_EXERCISE OBJECTIVE:_ Copy each line from the listing below where the word "referenced" shows up.
◇ ◇ ◇
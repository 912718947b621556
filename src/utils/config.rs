//! Configuration management
//!
//! TOML configuration with one section per concern. Every field has a
//! default, so a partial file (or no file at all) is valid.

use serde::{Deserialize, Serialize};
use std::path::{Path, PathBuf};

use crate::data::LoaderConfig;
use crate::error::{Error, Result};
use crate::experiments::SweepGrid;
use crate::nn::{InitScheme, OptimizerKind};
use crate::training::TrainingConfig;

/// Data configuration
#[derive(Debug, Clone, PartialEq, Serialize, Deserialize)]
#[serde(default)]
pub struct DataConfig {
    pub train_path: PathBuf,
    pub test_path: Option<PathBuf>,
    pub num_classes: usize,
    pub has_header: bool,
    pub pixel_scale: f64,
    pub limit: Option<usize>,
    /// Share of the training file held out for evaluation when no test file is given
    pub validation_fraction: f64,
}

impl Default for DataConfig {
    fn default() -> Self {
        let loader = LoaderConfig::default();
        Self {
            train_path: PathBuf::from("data/train.csv"),
            test_path: None,
            num_classes: loader.num_classes,
            has_header: loader.has_header,
            pixel_scale: loader.pixel_scale,
            limit: loader.limit,
            validation_fraction: 0.0,
        }
    }
}

/// Model configuration
#[derive(Debug, Clone, PartialEq, Serialize, Deserialize)]
#[serde(default)]
pub struct ModelConfig {
    pub hidden_dim: usize,
    pub init: InitScheme,
}

impl Default for ModelConfig {
    fn default() -> Self {
        Self {
            hidden_dim: 128,
            init: InitScheme::default(),
        }
    }
}

/// Training configuration
#[derive(Debug, Clone, PartialEq, Serialize, Deserialize)]
#[serde(default)]
pub struct TrainingSection {
    pub epochs: usize,
    pub learning_rate: f64,
    pub report_interval: usize,
    pub seed: u64,
    pub optimizer: OptimizerKind,
}

impl Default for TrainingSection {
    fn default() -> Self {
        let defaults = TrainingConfig::default();
        Self {
            epochs: defaults.epochs,
            learning_rate: defaults.learning_rate,
            report_interval: defaults.report_interval,
            seed: defaults.seed,
            optimizer: defaults.optimizer,
        }
    }
}

/// Logging configuration
#[derive(Debug, Clone, PartialEq, Serialize, Deserialize)]
#[serde(default)]
pub struct LoggingConfig {
    pub level: String,
}

impl Default for LoggingConfig {
    fn default() -> Self {
        Self {
            level: "info".to_string(),
        }
    }
}

/// Main configuration
#[derive(Debug, Clone, PartialEq, Serialize, Deserialize, Default)]
#[serde(default)]
pub struct Config {
    pub data: DataConfig,
    pub model: ModelConfig,
    pub training: TrainingSection,
    pub sweep: SweepGrid,
    pub logging: LoggingConfig,
}

impl Config {
    /// Load configuration from file
    pub fn load<P: AsRef<Path>>(path: P) -> Result<Self> {
        let content = std::fs::read_to_string(path)?;
        let config: Config = toml::from_str(&content)?;
        config.validate()?;
        Ok(config)
    }

    /// Load configuration from file, or defaults when the file does not exist
    pub fn load_or_default<P: AsRef<Path>>(path: P) -> Result<Self> {
        if path.as_ref().exists() {
            Self::load(path)
        } else {
            Ok(Self::default())
        }
    }

    /// Save configuration to file
    pub fn save<P: AsRef<Path>>(&self, path: P) -> Result<()> {
        let content = toml::to_string_pretty(self)?;
        std::fs::write(path, content)?;
        Ok(())
    }

    /// Create default configuration file
    pub fn create_default<P: AsRef<Path>>(path: P) -> Result<()> {
        Config::default().save(path)
    }

    pub fn validate(&self) -> Result<()> {
        self.loader_config().validate()?;
        let fraction = self.data.validation_fraction;
        if !(0.0..1.0).contains(&fraction) {
            return Err(Error::InvalidConfiguration(format!(
                "validation_fraction must be in [0, 1), got {}",
                fraction
            )));
        }
        self.training_config().validate()
    }

    /// Hyperparameters of a single training run
    pub fn training_config(&self) -> TrainingConfig {
        TrainingConfig {
            hidden_dim: self.model.hidden_dim,
            epochs: self.training.epochs,
            learning_rate: self.training.learning_rate,
            report_interval: self.training.report_interval,
            seed: self.training.seed,
            init: self.model.init,
            optimizer: self.training.optimizer,
        }
    }

    pub fn loader_config(&self) -> LoaderConfig {
        LoaderConfig {
            num_classes: self.data.num_classes,
            has_header: self.data.has_header,
            pixel_scale: self.data.pixel_scale,
            limit: self.data.limit,
        }
    }
}
//! Layout documents: declarative building descriptions
//!
//! A layout document is the JSON form of a building: room entries, adjacency
//! pairs, and door declarations, all addressed by room name. Loading a
//! document replays every declaration through the floor-plan builder and the
//! building's mediated mutators, so a document that violates a model
//! invariant is rejected with the same errors a programmatic caller would
//! see. Room names must be unique within a document (and only there — the
//! model itself never requires unique names).

use crate::model::builder::FloorPlanBuilder;
use crate::model::building::Building;
use crate::model::error::LayoutError;
use crate::types::{DoorNumber, RoomId};
use serde::{Deserialize, Serialize};
use std::collections::HashMap;
use std::path::Path;
use tracing::info;

/// A room entry in a layout document
#[derive(Debug, Clone, Serialize, Deserialize)]
pub struct RoomEntry {
    /// Room name, unique within the document
    pub name: String,
    /// Initial window count
    #[serde(default)]
    pub windows: u32,
    /// Initial light count
    #[serde(default)]
    pub lights: u32,
}

/// A door declaration between two named rooms
#[derive(Debug, Clone, Serialize, Deserialize)]
pub struct DoorEntry {
    /// First room name
    pub a: String,
    /// Second room name
    pub b: String,
    /// Door number on the first room's side
    pub door_a: DoorNumber,
    /// Door number on the second room's side
    pub door_b: DoorNumber,
}

/// A declarative description of a single-floor building
#[derive(Debug, Clone, Serialize, Deserialize)]
pub struct LayoutDoc {
    /// Building name
    pub building: String,
    /// Rooms on the floor, in order
    pub rooms: Vec<RoomEntry>,
    /// Pairs of room names that share a wall
    #[serde(default)]
    pub adjacency: Vec<(String, String)>,
    /// Door declarations; every pair must also appear in `adjacency`
    #[serde(default)]
    pub doors: Vec<DoorEntry>,
}

impl LayoutDoc {
    /// The built-in sample layout: an office floor around a central corridor
    pub fn sample() -> Self {
        let corridor_neighbors = ["Office1", "Kitchen", "Office2", "Bathroom", "Office3"];

        let mut adjacency: Vec<(String, String)> = corridor_neighbors
            .iter()
            .map(|&name| ("Corridor".to_string(), name.to_string()))
            .collect();
        adjacency.push(("Bathroom".to_string(), "Office3".to_string()));
        adjacency.push(("Office3".to_string(), "Office4".to_string()));

        let mut doors: Vec<DoorEntry> = corridor_neighbors
            .iter()
            .enumerate()
            .map(|(i, &name)| DoorEntry {
                a: name.to_string(),
                b: "Corridor".to_string(),
                door_a: 1,
                door_b: i as DoorNumber + 1,
            })
            .collect();
        doors.push(DoorEntry {
            a: "Office3".to_string(),
            b: "Office4".to_string(),
            door_a: 2,
            door_b: 1,
        });

        Self {
            building: "Sample Office Building".to_string(),
            rooms: vec![
                RoomEntry { name: "Office1".to_string(), windows: 2, lights: 2 },
                RoomEntry { name: "Kitchen".to_string(), windows: 1, lights: 3 },
                RoomEntry { name: "Office2".to_string(), windows: 2, lights: 2 },
                RoomEntry { name: "Bathroom".to_string(), windows: 0, lights: 1 },
                RoomEntry { name: "Corridor".to_string(), windows: 0, lights: 4 },
                RoomEntry { name: "Office3".to_string(), windows: 3, lights: 2 },
                RoomEntry { name: "Office4".to_string(), windows: 1, lights: 1 },
            ],
            adjacency,
            doors,
        }
    }

    /// Load a layout document from a JSON file
    pub fn from_file(path: impl AsRef<Path>) -> Result<Self, LayoutError> {
        let raw = std::fs::read_to_string(path)?;
        Ok(serde_json::from_str(&raw)?)
    }

    /// Serialize the document as indented JSON
    pub fn to_json_pretty(&self) -> serde_json::Result<String> {
        serde_json::to_string_pretty(self)
    }

    /// Build a building from the document
    ///
    /// Also returns the name-to-ID map callers need to address the rooms they
    /// declared. Fails when a room name repeats, an adjacency or door entry
    /// names an unknown room, or a door declaration violates a model
    /// invariant.
    pub fn build(&self) -> Result<(Building, HashMap<String, RoomId>), LayoutError> {
        let mut builder = FloorPlanBuilder::new();
        let mut names: HashMap<String, RoomId> = HashMap::new();

        for entry in &self.rooms {
            if names.contains_key(&entry.name) {
                return Err(LayoutError::DuplicateRoomName(entry.name.clone()));
            }
            let id = builder.add_room_with_counts(&entry.name, entry.windows, entry.lights);
            names.insert(entry.name.clone(), id);
        }

        let resolve = |name: &str| -> Result<RoomId, LayoutError> {
            names.get(name).copied().ok_or_else(|| LayoutError::UnknownRoomName(name.to_string()))
        };

        for (a, b) in &self.adjacency {
            builder.declare_adjacent(resolve(a)?, resolve(b)?)?;
        }

        let mut building = Building::new(&self.building);
        building.add_floor(builder.build());

        for door in &self.doors {
            building.add_door_between_rooms(
                resolve(&door.a)?,
                resolve(&door.b)?,
                door.door_a,
                door.door_b,
            )?;
        }

        info!(
            building = %building.id,
            rooms = building.room_count(),
            doors = self.doors.len(),
            "layout loaded"
        );
        Ok((building, names))
    }
}
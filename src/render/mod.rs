//! Renderer-facing floor snapshots
//!
//! Rendering happens outside this crate. What a renderer needs is structural
//! data — rooms as nodes, doors as edges, attribute values for labels, and
//! optionally a path to distinguish — and this module captures exactly that
//! as a serializable snapshot. No drawing happens here.

mod graph;

pub use graph::{DoorEdge, FloorGraph, RoomNode};
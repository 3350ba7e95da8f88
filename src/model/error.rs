//! Error types for the room-graph model
//!
//! Every variant is an immediate validation failure: the caller must fix the
//! input and retry. A failed mutation never leaves partial state behind.

use crate::types::{DoorNumber, RoomAttribute, RoomId};
use thiserror::Error;

/// Errors raised by room and building mutations
#[derive(Debug, Clone, PartialEq, Eq, Error)]
pub enum ModelError {
    /// A door was requested between rooms that are not mutually adjacent
    #[error("Rooms {room} and {other} are not mutually adjacent")]
    InvalidAdjacency {
        /// Room the door was requested on
        room: RoomId,
        /// The intended peer room
        other: RoomId,
    },

    /// A door number is already in use within the room
    #[error("Door number {number} already exists in room {room}")]
    DuplicateDoorNumber {
        /// Room the door was requested on
        room: RoomId,
        /// The door number that is already taken
        number: DoorNumber,
    },

    /// A decrement would drive an attribute count below zero
    #[error("Removing {delta} {attribute} from room {room} would drop the count below zero (current: {current})")]
    NegativeValue {
        /// Room the mutation targeted
        room: RoomId,
        /// Which attribute the mutation touched
        attribute: RoomAttribute,
        /// The stored count at the time of the attempt
        current: u32,
        /// The requested decrement
        delta: u32,
    },

    /// An operation referenced a room the building does not contain
    #[error("Room {0} is not part of this building")]
    UnknownRoom(RoomId),
}

/// Result type for model operations
pub type ModelResult<T> = Result<T, ModelError>;

/// Errors raised while loading a layout document
#[derive(Debug, Error)]
pub enum LayoutError {
    /// Two room entries share a name; the layout format addresses rooms by name
    #[error("Duplicate room name in layout: {0}")]
    DuplicateRoomName(String),

    /// An adjacency or door entry referenced a name with no room entry
    #[error("Layout references unknown room name: {0}")]
    UnknownRoomName(String),

    /// Replaying the layout through the model failed validation
    #[error("Layout violates a model invariant: {0}")]
    Model(#[from] ModelError),

    /// Reading the layout file failed
    #[error("IO error: {0}")]
    Io(#[from] std::io::Error),

    /// The layout document did not parse
    #[error("Layout parse error: {0}")]
    Json(#[from] serde_json::Error),
}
◇ ◇ ◇
_RESPONSE:_
    /// An operation referenced a room the building does not contain
    /// An adjacency or door entry referenced a name with no room entry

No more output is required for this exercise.